__Extracted records__.
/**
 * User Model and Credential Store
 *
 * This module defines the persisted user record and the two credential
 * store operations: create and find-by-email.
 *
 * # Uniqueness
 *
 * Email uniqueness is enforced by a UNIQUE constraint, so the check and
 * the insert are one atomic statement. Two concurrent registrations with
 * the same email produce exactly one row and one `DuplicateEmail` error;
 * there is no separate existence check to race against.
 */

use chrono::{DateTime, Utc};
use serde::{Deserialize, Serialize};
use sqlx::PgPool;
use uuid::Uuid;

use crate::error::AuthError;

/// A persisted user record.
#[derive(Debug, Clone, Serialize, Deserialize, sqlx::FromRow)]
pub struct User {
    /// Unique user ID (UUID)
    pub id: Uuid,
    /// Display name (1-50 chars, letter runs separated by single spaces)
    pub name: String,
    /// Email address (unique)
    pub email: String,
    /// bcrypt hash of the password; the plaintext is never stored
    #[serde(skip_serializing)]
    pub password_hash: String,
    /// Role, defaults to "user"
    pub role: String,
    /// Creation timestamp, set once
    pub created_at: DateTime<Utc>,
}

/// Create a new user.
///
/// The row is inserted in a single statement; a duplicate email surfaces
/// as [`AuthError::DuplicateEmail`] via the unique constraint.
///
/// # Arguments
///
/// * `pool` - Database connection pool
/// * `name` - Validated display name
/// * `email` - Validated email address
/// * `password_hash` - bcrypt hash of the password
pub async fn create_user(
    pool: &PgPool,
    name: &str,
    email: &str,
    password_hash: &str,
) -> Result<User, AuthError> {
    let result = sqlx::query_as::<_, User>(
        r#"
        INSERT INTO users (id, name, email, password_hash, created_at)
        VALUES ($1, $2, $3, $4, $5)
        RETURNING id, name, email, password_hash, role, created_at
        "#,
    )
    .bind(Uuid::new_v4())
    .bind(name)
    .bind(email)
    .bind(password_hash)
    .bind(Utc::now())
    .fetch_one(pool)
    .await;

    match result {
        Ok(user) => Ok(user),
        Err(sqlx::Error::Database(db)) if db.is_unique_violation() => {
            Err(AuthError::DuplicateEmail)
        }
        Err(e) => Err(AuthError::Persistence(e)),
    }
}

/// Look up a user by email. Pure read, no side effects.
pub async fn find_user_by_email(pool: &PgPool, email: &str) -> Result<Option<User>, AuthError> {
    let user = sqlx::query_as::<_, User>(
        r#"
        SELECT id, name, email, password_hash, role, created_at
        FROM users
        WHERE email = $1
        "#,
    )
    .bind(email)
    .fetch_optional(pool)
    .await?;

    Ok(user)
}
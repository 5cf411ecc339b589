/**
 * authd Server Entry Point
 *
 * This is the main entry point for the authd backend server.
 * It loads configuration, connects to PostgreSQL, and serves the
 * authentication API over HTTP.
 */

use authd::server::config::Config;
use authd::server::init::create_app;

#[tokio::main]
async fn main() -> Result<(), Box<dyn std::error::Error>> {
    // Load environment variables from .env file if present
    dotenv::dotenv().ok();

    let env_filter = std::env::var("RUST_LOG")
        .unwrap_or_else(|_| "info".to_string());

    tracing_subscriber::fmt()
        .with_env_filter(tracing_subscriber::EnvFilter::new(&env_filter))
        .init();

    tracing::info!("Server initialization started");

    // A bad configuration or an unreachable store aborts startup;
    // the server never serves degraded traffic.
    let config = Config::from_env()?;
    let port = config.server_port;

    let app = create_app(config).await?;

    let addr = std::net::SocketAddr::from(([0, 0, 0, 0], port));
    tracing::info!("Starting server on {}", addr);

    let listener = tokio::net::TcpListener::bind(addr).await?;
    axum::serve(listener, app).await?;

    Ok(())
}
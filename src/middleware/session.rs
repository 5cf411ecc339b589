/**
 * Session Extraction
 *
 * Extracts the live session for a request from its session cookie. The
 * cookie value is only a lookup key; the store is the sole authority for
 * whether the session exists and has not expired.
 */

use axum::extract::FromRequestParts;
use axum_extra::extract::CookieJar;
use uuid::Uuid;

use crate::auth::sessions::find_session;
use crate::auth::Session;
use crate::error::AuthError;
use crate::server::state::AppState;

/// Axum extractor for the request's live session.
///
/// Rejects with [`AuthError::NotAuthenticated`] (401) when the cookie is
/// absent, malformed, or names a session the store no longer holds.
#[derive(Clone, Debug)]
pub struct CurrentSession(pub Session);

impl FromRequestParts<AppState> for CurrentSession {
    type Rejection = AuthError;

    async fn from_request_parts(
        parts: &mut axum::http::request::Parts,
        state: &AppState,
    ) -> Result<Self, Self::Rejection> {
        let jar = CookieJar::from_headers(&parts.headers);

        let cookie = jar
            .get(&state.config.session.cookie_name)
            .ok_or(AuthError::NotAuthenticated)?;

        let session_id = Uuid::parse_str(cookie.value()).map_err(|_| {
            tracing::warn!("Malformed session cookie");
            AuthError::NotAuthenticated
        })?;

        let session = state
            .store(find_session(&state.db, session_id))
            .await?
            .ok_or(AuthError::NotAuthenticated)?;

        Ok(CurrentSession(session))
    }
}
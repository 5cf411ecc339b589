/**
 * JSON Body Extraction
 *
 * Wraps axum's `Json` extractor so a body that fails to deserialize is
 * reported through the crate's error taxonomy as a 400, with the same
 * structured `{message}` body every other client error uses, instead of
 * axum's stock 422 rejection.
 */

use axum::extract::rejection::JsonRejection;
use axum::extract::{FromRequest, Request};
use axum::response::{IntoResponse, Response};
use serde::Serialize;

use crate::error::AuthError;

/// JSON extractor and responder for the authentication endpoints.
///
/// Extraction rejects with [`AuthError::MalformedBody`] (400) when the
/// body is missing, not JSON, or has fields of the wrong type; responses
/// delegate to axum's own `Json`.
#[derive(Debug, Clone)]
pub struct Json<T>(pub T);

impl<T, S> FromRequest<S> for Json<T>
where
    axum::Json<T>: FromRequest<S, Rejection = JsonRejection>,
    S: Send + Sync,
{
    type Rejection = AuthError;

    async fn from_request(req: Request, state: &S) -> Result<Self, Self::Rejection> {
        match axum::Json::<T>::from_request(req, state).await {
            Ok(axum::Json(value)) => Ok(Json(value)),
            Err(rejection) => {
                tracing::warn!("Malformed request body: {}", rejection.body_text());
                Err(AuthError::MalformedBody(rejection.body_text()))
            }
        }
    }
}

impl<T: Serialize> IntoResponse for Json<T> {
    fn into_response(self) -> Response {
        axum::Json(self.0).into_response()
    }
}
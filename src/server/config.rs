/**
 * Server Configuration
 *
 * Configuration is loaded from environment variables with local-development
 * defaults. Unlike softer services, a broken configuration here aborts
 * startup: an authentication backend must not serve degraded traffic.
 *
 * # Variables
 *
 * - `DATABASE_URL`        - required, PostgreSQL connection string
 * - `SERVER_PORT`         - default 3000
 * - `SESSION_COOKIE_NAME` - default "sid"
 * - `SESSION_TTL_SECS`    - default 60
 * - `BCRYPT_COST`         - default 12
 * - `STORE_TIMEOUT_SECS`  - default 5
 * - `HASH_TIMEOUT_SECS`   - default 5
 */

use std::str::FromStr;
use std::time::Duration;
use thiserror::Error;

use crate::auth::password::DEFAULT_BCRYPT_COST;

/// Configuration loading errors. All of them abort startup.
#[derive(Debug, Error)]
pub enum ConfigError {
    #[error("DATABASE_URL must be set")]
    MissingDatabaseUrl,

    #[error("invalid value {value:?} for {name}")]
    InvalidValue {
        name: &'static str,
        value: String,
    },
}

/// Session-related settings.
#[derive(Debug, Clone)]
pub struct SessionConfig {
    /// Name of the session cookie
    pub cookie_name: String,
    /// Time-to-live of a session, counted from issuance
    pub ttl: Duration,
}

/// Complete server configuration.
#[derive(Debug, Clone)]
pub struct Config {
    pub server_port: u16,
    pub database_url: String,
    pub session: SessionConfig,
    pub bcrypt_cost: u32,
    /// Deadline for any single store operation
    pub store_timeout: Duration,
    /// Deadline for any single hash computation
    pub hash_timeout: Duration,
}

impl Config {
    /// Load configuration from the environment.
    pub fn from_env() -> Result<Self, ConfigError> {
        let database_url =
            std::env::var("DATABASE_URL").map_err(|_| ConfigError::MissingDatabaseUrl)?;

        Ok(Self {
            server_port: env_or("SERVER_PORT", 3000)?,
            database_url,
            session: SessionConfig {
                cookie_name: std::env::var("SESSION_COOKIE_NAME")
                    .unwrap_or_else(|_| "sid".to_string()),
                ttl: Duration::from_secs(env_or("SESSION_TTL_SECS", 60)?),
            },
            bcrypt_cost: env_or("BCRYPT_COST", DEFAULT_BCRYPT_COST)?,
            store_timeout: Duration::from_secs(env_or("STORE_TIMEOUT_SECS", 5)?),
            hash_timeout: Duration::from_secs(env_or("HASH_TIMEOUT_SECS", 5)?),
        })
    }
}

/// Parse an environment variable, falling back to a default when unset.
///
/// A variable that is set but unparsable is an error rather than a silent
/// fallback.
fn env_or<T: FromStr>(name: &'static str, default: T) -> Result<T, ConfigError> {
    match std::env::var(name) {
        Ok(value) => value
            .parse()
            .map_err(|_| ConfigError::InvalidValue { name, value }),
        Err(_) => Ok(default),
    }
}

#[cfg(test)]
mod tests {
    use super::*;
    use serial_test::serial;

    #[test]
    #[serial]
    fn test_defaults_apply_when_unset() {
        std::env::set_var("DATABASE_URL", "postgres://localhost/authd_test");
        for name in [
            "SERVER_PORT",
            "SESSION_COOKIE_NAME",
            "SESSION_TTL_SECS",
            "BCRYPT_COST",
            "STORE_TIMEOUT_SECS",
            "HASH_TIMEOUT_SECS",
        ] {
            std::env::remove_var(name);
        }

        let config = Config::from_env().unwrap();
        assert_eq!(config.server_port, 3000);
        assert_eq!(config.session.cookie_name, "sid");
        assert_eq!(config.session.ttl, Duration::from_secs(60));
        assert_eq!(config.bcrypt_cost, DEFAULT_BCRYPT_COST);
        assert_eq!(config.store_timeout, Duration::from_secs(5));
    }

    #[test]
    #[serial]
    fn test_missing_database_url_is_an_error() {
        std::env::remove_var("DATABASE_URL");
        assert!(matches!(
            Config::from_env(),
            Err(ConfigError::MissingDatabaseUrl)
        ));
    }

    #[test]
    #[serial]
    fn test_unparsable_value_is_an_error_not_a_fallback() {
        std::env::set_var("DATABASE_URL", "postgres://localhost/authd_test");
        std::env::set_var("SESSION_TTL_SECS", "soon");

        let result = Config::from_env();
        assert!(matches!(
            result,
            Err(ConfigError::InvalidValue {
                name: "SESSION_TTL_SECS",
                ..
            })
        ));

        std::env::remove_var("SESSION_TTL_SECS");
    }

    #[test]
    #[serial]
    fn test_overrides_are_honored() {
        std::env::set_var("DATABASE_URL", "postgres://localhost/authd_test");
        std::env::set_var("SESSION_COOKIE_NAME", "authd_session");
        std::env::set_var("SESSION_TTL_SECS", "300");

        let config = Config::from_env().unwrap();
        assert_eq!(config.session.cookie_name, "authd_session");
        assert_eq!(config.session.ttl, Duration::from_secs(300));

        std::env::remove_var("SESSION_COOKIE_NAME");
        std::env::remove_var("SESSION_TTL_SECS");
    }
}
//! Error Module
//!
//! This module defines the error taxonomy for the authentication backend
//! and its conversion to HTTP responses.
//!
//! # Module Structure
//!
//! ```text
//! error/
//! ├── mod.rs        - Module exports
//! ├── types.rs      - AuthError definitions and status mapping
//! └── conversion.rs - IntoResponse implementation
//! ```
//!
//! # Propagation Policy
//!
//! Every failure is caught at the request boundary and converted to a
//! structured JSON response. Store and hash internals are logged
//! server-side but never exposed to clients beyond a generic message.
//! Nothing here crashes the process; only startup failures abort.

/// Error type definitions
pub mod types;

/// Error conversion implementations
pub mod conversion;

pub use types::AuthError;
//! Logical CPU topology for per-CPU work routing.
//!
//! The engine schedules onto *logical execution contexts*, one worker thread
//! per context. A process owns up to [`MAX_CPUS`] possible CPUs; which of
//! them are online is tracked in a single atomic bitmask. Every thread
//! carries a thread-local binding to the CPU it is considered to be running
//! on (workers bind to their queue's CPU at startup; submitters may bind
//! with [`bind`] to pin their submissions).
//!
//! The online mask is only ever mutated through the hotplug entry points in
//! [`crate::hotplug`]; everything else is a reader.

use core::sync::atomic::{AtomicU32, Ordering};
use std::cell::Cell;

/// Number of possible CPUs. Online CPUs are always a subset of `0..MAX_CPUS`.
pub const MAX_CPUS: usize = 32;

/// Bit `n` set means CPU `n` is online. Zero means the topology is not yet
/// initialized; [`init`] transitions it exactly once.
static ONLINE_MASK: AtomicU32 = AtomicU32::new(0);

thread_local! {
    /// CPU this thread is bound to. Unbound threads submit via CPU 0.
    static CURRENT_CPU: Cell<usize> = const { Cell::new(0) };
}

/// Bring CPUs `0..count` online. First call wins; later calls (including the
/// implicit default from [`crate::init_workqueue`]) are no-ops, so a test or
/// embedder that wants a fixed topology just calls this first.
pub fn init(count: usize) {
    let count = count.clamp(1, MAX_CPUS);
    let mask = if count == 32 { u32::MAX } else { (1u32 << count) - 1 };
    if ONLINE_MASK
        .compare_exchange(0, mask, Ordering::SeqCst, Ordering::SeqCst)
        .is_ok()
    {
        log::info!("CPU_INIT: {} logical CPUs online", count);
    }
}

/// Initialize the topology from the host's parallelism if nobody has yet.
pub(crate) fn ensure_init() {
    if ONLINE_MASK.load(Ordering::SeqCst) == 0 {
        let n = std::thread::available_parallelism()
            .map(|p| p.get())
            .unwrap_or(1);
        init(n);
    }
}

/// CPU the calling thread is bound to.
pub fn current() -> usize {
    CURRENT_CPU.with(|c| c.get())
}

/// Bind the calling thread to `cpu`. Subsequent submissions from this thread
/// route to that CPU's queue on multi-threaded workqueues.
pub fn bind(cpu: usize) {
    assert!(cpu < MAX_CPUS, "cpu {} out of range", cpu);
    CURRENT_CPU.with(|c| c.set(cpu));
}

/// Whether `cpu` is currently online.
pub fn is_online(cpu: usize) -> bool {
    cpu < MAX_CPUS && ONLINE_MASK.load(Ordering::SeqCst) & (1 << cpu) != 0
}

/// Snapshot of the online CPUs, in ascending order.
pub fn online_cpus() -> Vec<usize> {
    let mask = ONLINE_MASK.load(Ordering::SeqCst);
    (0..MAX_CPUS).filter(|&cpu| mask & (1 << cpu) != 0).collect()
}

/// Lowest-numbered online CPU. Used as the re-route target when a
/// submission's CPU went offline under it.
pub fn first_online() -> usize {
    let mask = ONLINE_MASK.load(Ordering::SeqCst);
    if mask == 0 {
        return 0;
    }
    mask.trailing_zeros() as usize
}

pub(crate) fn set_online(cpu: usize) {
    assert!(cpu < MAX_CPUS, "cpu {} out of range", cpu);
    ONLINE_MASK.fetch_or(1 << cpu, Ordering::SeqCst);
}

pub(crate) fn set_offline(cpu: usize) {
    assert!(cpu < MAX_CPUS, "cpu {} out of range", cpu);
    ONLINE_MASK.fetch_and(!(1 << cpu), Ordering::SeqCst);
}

__Work to be completed__. Out of the data above, set down the lines from the one with "session cookie. The" to the one with "wrong type; responses", both included, exactly as written and with no additions.

__Problem solution__.
 * Extracts the live session for a request from its session cookie. The
 * cookie value is only a lookup key; the store is the sole authority for
 * whether the session exists and has not expired.
 */

use axum::extract::FromRequestParts;
use axum_extra::extract::CookieJar;
use uuid::Uuid;

use crate::auth::sessions::find_session;
use crate::auth::Session;
use crate::error::AuthError;
use crate::server::state::AppState;

/// Axum extractor for the request's live session.
///
/// Rejects with [`AuthError::NotAuthenticated`] (401) when the cookie is
/// absent, malformed, or names a session the store no longer holds.
#[derive(Clone, Debug)]
pub struct CurrentSession(pub Session);

impl FromRequestParts<AppState> for CurrentSession {
    type Rejection = AuthError;

    async fn from_request_parts(
        parts: &mut axum::http::request::Parts,
        state: &AppState,
    ) -> Result<Self, Self::Rejection> {
        let jar = CookieJar::from_headers(&parts.headers);

        let cookie = jar
            .get(&state.config.session.cookie_name)
            .ok_or(AuthError::NotAuthenticated)?;

        let session_id = Uuid::parse_str(cookie.value()).map_err(|_| {
            tracing::warn!("Malformed session cookie");
            AuthError::NotAuthenticated
        })?;

        let session = state
            .store(find_session(&state.db, session_id))
            .await?
            .ok_or(AuthError::NotAuthenticated)?;

        Ok(CurrentSession(session))
    }
}
repository 5cf411ecc339b589
/**
 * JSON Body Extraction
 *
 * Wraps axum's `Json` extractor so a body that fails to deserialize is
 * reported through the crate's error taxonomy as a 400, with the same
 * structured `{message}` body every other client error uses, instead of
 * axum's stock 422 rejection.
 */

use axum::extract::rejection::JsonRejection;
use axum::extract::{FromRequest, Request};
use axum::response::{IntoResponse, Response};
use serde::Serialize;

use crate::error::AuthError;

/// JSON extractor and responder for the authentication endpoints.
///
/// Extraction rejects with [`AuthError::MalformedBody`] (400) when the
/// body is missing, not JSON, or has fields of the wrong type; responses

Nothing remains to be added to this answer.